American businessman from New York City

Andrew S. Penson is an American businessman from New York City. He is a real estate developer and investor in commercial real estate projects.

Penson has been an active participant in a number of high-profile real estate transactions. Penson founded Argent Ventures, which has acquired Grand Central Terminal in New York City, the Capitol Records Building in Hollywood, California, and other buildings. Penson engages in philanthropy through his foundation.

==Early life and education==
Penson grew up on the East Side of Manhattan; his father was "a businessman who specialized in converting rental apartments into co-ops." Penson received a B.A. from the State University of New York at Stony Brook. He received his J.D. cum laude from New York Law School in June 1984.

== Argent Ventures ==
Penson is the founder and president of Argent Ventures, a privately held real estate company based in New York City that has ownership of Grand Central Terminal, the land beneath it and around 156 miles of Metro-North Railroad tracks in the New York City metropolitan area. As of 2013, Argent has invested over $2.5 billion in real estate, mostly in New York, California, Florida, and the District of Columbia. Partnering with Oak Tree Capital Management, Millennium Partners and Morgan Stanley, among other large corporations. Argent owns Omni International Mall in Miami, Florida and the Capitol Records Building in Hollywood, California. He has been involved in other high-profile real estate transactions, including the Manhattan Mall building in Midtown West, Manhattan; the building was sold for $689 million in 2006. In 2013 Argent placed a $710 million bid on a portfolio that included the Empire State Building.
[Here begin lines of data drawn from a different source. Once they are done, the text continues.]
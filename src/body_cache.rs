//! Content-addressed request-body cache.
//!
//! Request bodies are stored once and replayed across retries and channel
//! switches. Three modes: memory, disk, or hybrid (memory below a byte
//! threshold, disk above). Entry ids combine the body's MD5 with a
//! nanosecond timestamp so identical bodies get distinct ids. A
//! background cleaner purges entries past their TTL, then evicts oldest
//! entries until total size drops to 80% of the ceiling.

use crate::config::{BodyCacheConfig, CacheMode};
use crate::error::{RelayError, Result};
use crate::events::{emit, Event, EventHandler};
use parking_lot::{Mutex, RwLock};
use std::collections::HashMap;
use std::path::PathBuf;
use std::sync::atomic::{AtomicU64, Ordering};
use std::sync::Arc;
use std::time::{SystemTime, UNIX_EPOCH};
use tokio::task::JoinHandle;
use tokio_util::sync::CancellationToken;

/// Observability counters for the body cache.
#[derive(Debug, Clone, Copy, PartialEq, Eq)]
pub struct BodyCacheStats {
    /// Lookups served from either tier.
    pub hits: u64,
    /// Lookups that found nothing.
    pub misses: u64,
    /// Entries removed by TTL or size eviction.
    pub evictions: u64,
    /// Total cached bytes across both tiers.
    pub total_bytes: u64,
    /// Entries in the memory tier.
    pub memory_entries: usize,
    /// Entries in the disk tier.
    pub disk_entries: usize,
}

#[derive(Debug, Clone)]
struct MemoryEntry {
    bytes: Vec<u8>,
    created_at: SystemTime,
}

#[derive(Debug, Clone)]
struct DiskEntry {
    path: PathBuf,
    size: u64,
    md5: String,
    created_at: SystemTime,
}

/// The body cache.
pub struct BodyCache {
    config: BodyCacheConfig,
    memory: RwLock<HashMap<String, MemoryEntry>>,
    disk: RwLock<HashMap<String, DiskEntry>>,
    total_bytes: AtomicU64,
    hits: AtomicU64,
    misses: AtomicU64,
    evictions: AtomicU64,
    events: Option<Arc<dyn EventHandler>>,
    task: Mutex<Option<JoinHandle<()>>>,
    shutdown: Mutex<CancellationToken>,
}

impl BodyCache {
    /// An empty cache with the given settings.
    pub fn new(config: BodyCacheConfig) -> Self {
        Self {
            config,
            memory: RwLock::new(HashMap::new()),
            disk: RwLock::new(HashMap::new()),
            total_bytes: AtomicU64::new(0),
            hits: AtomicU64::new(0),
            misses: AtomicU64::new(0),
            evictions: AtomicU64::new(0),
            events: None,
            task: Mutex::new(None),
            shutdown: Mutex::new(CancellationToken::new()),
        }
    }

    /// Attach an event handler for eviction reporting.
    pub fn with_events(mut self, events: Arc<dyn EventHandler>) -> Self {
        self.events = Some(events);
        self
    }

    /// Derive a unique cache id for `body`: MD5 hex plus a nanosecond
    /// timestamp, so identical bodies never collide.
    fn make_id(body: &[u8]) -> String {
        let digest = md5::compute(body);
        let nanos = SystemTime::now()
            .duration_since(UNIX_EPOCH)
            .unwrap_or_default()
            .as_nanos();
        format!("{:x}-{}", digest, nanos)
    }

    /// Store `body` and return its cache id.
    pub async fn put(&self, body: &[u8]) -> Result<String> {
        let id = Self::make_id(body);
        let use_disk = match self.config.mode {
            CacheMode::Memory => false,
            CacheMode::Disk => true,
            CacheMode::Hybrid => body.len() as u64 > self.config.memory_threshold,
        };

        if use_disk {
            tokio::fs::create_dir_all(&self.config.disk_path)
                .await
                .map_err(|e| RelayError::cache(format!("create cache dir: {}", e)))?;
            let path = self.config.disk_path.join(format!("{}.dat", id));
            tokio::fs::write(&path, body)
                .await
                .map_err(|e| RelayError::cache(format!("write cache entry: {}", e)))?;

            let entry = DiskEntry {
                path,
                size: body.len() as u64,
                md5: format!("{:x}", md5::compute(body)),
                created_at: SystemTime::now(),
            };
            self.disk.write().insert(id.clone(), entry);
        } else {
            let entry = MemoryEntry {
                bytes: body.to_vec(),
                created_at: SystemTime::now(),
            };
            self.memory.write().insert(id.clone(), entry);
        }

        self.total_bytes.fetch_add(body.len() as u64, Ordering::Relaxed);
        Ok(id)
    }

    /// Fetch a body by id. Memory is consulted first, then the disk
    /// metadata; a missing file invalidates its metadata entry.
    pub async fn get(&self, id: &str) -> Result<Vec<u8>> {
        if let Some(entry) = self.memory.read().get(id) {
            self.hits.fetch_add(1, Ordering::Relaxed);
            return Ok(entry.bytes.clone());
        }

        let disk_entry = self.disk.read().get(id).cloned();
        if let Some(entry) = disk_entry {
            match tokio::fs::read(&entry.path).await {
                Ok(bytes) => {
                    self.hits.fetch_add(1, Ordering::Relaxed);
                    return Ok(bytes);
                }
                Err(_) => {
                    // Stale metadata for a vanished file.
                    if self.disk.write().remove(id).is_some() {
                        self.total_bytes.fetch_sub(entry.size, Ordering::Relaxed);
                    }
                }
            }
        }

        self.misses.fetch_add(1, Ordering::Relaxed);
        Err(RelayError::cache(format!("body {} not found", id)))
    }

    /// Remove one entry from either tier.
    pub async fn remove(&self, id: &str) {
        if let Some(entry) = self.memory.write().remove(id) {
            self.total_bytes
                .fetch_sub(entry.bytes.len() as u64, Ordering::Relaxed);
            return;
        }
        let removed = self.disk.write().remove(id);
        if let Some(entry) = removed {
            self.total_bytes.fetch_sub(entry.size, Ordering::Relaxed);
            let _ = tokio::fs::remove_file(&entry.path).await;
        }
    }

    /// Purge expired entries, then evict oldest entries until total size
    /// is at or below 80% of the ceiling.
    pub async fn cleanup(&self) {
        let now = SystemTime::now();
        let ttl = self.config.max_cache_duration;

        // TTL pass.
        let mut expired: Vec<String> = Vec::new();
        {
            let memory = self.memory.read();
            for (id, entry) in memory.iter() {
                if now.duration_since(entry.created_at).unwrap_or_default() > ttl {
                    expired.push(id.clone());
                }
            }
        }
        {
            let disk = self.disk.read();
            for (id, entry) in disk.iter() {
                if now.duration_since(entry.created_at).unwrap_or_default() > ttl {
                    expired.push(id.clone());
                }
            }
        }

        let mut reclaimed = 0u64;
        let ttl_evicted = expired.len() as u64;
        for id in &expired {
            let before = self.total_bytes.load(Ordering::Relaxed);
            self.remove(id).await;
            reclaimed += before.saturating_sub(self.total_bytes.load(Ordering::Relaxed));
        }
        if ttl_evicted > 0 {
            self.evictions.fetch_add(ttl_evicted, Ordering::Relaxed);
            emit(
                &self.events,
                Event::CacheEviction {
                    evicted: ttl_evicted,
                    reclaimed_bytes: reclaimed,
                    reason: "ttl",
                },
            );
        }

        // Size pass: oldest first, down to 80% of the ceiling.
        if self.total_bytes.load(Ordering::Relaxed) <= self.config.max_cache_size {
            return;
        }
        let target = self.config.max_cache_size * 8 / 10;

        let mut entries: Vec<(String, SystemTime, u64)> = Vec::new();
        {
            let memory = self.memory.read();
            for (id, entry) in memory.iter() {
                entries.push((id.clone(), entry.created_at, entry.bytes.len() as u64));
            }
        }
        {
            let disk = self.disk.read();
            for (id, entry) in disk.iter() {
                entries.push((id.clone(), entry.created_at, entry.size));
            }
        }
        entries.sort_by_key(|(_, created, _)| *created);

        let mut size_evicted = 0u64;
        let mut size_reclaimed = 0u64;
        for (id, _, size) in entries {
            if self.total_bytes.load(Ordering::Relaxed) <= target {
                break;
            }
            self.remove(&id).await;
            size_evicted += 1;
            size_reclaimed += size;
        }
        if size_evicted > 0 {
            self.evictions.fetch_add(size_evicted, Ordering::Relaxed);
            emit(
                &self.events,
                Event::CacheEviction {
                    evicted: size_evicted,
                    reclaimed_bytes: size_reclaimed,
                    reason: "size",
                },
            );
        }
    }

    /// Atomically empty both tiers.
    pub async fn purge_all(&self) {
        let disk_entries: Vec<DiskEntry> = {
            let mut memory = self.memory.write();
            let mut disk = self.disk.write();
            memory.clear();
            let entries = disk.drain().map(|(_, e)| e).collect();
            self.total_bytes.store(0, Ordering::Relaxed);
            entries
        };

        for entry in disk_entries {
            let _ = tokio::fs::remove_file(&entry.path).await;
        }
    }

    /// The recorded MD5 of a disk entry, for integrity checks.
    pub fn disk_md5(&self, id: &str) -> Option<String> {
        self.disk.read().get(id).map(|e| e.md5.clone())
    }

    /// Current counters and tier sizes.
    pub fn stats(&self) -> BodyCacheStats {
        BodyCacheStats {
            hits: self.hits.load(Ordering::Relaxed),
            misses: self.misses.load(Ordering::Relaxed),
            evictions: self.evictions.load(Ordering::Relaxed),
            total_bytes: self.total_bytes.load(Ordering::Relaxed),
            memory_entries: self.memory.read().len(),
            disk_entries: self.disk.read().len(),
        }
    }

    /// Launch the periodic cleanup loop. Idempotent.
    pub fn start(self: &Arc<Self>) {
        let mut task = self.task.lock();
        if task.is_some() {
            return;
        }

        let token = CancellationToken::new();
        *self.shutdown.lock() = token.clone();

        let cache = self.clone();
        let interval = self.config.cleanup_interval;
        *task = Some(tokio::spawn(async move {
            let mut ticker = tokio::time::interval(interval);
            ticker.set_missed_tick_behavior(tokio::time::MissedTickBehavior::Skip);
            ticker.tick().await;
            loop {
                tokio::select! {
                    _ = token.cancelled() => break,
                    _ = ticker.tick() => {
                        tracing::debug!("body cache cleanup pass");
                        cache.cleanup().await;
                    }
                }
            }
        }));
    }

    /// Stop the cleanup loop and wait for it to exit. Idempotent.
    pub async fn stop(&self) {
        self.shutdown.lock().cancel();
        let task = self.task.lock().take();
        if let Some(handle) = task {
            let _ = handle.await;
        }
    }
}

impl std::fmt::Debug for BodyCache {
    fn fmt(&self, f: &mut std::fmt::Formatter<'_>) -> std::fmt::Result {
        let stats = self.stats();
        f.debug_struct("BodyCache")
            .field("mode", &self.config.mode)
            .field("total_bytes", &stats.total_bytes)
            .field("memory_entries", &stats.memory_entries)
            .field("disk_entries", &stats.disk_entries)
            .finish()
    }
}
In 1998, Penson unsuccessfully bid for ownership of the Washington Redskins football team, offering $450 million.

== Philanthropy ==
Penson and his wife Shannon are the founders of AGT Penson Foundation, a charitable foundation that supports Jewish religious institutions (such as congregations); educational institutions (such as Jewish day schools) and youth organizations.

== Personal life ==
Penson is an Orthodox Jew. He observes the Jewish Sabbath and has raised funds for United Jewish Appeal. Penson and his wife Shannon are known for keeping a low profile and for not seeking publicity.